### YOUR OBJECTIVE:
Which lines of the data contain the string "filename"? Copy every one of them.
EXERCISE MATERIAL: Begin
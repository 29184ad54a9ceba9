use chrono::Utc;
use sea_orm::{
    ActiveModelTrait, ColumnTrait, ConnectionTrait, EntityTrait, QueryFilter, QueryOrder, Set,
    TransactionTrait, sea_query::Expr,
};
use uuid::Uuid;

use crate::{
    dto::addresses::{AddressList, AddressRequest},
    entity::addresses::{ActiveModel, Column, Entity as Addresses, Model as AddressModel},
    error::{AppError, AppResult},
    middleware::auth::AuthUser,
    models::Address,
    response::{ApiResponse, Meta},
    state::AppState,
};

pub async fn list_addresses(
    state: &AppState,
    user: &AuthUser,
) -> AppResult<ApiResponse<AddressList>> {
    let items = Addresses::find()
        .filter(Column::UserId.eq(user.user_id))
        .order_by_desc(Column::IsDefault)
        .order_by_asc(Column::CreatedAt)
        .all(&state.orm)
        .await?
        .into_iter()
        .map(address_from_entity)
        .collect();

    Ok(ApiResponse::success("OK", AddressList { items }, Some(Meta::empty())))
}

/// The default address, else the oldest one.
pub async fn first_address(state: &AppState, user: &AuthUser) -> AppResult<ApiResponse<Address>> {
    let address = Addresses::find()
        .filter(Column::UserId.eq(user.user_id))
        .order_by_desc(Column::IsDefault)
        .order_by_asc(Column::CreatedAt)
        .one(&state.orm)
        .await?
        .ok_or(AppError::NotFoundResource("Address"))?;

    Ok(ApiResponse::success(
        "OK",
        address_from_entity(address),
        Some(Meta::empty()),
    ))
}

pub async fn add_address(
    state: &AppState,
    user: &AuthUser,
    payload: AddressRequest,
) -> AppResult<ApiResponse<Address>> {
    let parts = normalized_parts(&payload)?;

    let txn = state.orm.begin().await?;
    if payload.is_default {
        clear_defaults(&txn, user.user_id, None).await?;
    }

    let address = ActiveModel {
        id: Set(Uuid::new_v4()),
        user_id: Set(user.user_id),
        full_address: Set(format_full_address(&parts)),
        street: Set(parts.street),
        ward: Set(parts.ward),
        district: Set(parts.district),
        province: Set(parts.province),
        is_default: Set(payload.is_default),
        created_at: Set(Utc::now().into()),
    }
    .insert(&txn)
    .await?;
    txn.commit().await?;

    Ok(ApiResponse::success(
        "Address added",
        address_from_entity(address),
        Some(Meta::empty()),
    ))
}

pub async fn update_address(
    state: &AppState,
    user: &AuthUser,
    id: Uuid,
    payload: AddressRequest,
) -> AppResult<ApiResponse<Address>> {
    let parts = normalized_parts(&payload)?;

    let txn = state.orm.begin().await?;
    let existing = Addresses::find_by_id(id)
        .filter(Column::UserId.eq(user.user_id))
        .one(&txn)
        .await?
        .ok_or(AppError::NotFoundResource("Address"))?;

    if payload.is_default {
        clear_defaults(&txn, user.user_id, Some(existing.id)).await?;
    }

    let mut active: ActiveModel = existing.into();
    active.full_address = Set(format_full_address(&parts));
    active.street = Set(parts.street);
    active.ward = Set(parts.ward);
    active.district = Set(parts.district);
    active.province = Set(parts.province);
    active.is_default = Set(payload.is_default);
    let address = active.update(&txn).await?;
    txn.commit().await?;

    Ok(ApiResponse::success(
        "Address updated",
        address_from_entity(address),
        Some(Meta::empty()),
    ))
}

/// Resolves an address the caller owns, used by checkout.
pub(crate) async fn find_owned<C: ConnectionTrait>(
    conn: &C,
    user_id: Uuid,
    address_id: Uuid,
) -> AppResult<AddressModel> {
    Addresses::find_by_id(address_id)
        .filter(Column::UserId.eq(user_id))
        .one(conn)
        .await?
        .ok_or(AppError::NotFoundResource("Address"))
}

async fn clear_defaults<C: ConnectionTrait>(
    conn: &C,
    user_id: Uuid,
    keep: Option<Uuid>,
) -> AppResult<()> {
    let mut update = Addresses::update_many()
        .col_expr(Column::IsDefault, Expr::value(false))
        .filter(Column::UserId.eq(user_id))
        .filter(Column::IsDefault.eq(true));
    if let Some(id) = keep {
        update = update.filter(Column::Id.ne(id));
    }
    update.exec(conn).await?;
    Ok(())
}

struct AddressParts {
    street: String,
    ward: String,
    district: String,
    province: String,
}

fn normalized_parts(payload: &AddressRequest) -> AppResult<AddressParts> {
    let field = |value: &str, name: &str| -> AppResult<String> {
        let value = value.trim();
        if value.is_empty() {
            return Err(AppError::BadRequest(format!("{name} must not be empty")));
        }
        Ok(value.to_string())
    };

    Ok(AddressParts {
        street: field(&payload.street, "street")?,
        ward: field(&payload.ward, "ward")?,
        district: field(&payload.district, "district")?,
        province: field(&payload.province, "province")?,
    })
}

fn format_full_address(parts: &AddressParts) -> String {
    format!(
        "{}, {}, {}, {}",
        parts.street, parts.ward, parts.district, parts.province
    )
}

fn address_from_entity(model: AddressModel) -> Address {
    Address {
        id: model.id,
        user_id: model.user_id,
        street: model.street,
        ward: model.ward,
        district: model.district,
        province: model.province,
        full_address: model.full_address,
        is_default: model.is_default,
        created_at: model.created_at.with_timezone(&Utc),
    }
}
EXERCISE MATERIAL: End
EXERCISE MATERIAL: Begin
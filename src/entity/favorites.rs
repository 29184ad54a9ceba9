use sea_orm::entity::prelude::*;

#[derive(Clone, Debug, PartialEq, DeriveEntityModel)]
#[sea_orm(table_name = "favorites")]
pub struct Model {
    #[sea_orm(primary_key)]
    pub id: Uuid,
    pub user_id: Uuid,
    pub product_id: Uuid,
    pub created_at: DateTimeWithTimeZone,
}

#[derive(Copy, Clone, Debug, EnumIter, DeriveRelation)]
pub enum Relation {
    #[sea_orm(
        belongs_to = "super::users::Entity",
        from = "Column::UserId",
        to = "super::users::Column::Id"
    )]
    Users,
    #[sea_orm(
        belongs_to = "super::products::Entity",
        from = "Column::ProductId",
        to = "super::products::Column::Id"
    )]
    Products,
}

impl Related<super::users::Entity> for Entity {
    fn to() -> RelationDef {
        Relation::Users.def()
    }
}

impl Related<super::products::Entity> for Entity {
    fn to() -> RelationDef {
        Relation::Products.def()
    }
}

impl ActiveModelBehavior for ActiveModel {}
EXERCISE MATERIAL: End
EXERCISE MATERIAL: Begin
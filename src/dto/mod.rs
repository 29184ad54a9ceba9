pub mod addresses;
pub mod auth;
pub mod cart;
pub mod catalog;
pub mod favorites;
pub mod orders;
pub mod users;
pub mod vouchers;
EXERCISE MATERIAL: End
### WRITTEN ANSWER:
filename src/entity/favorites.rs
filename src/dto/mod.rs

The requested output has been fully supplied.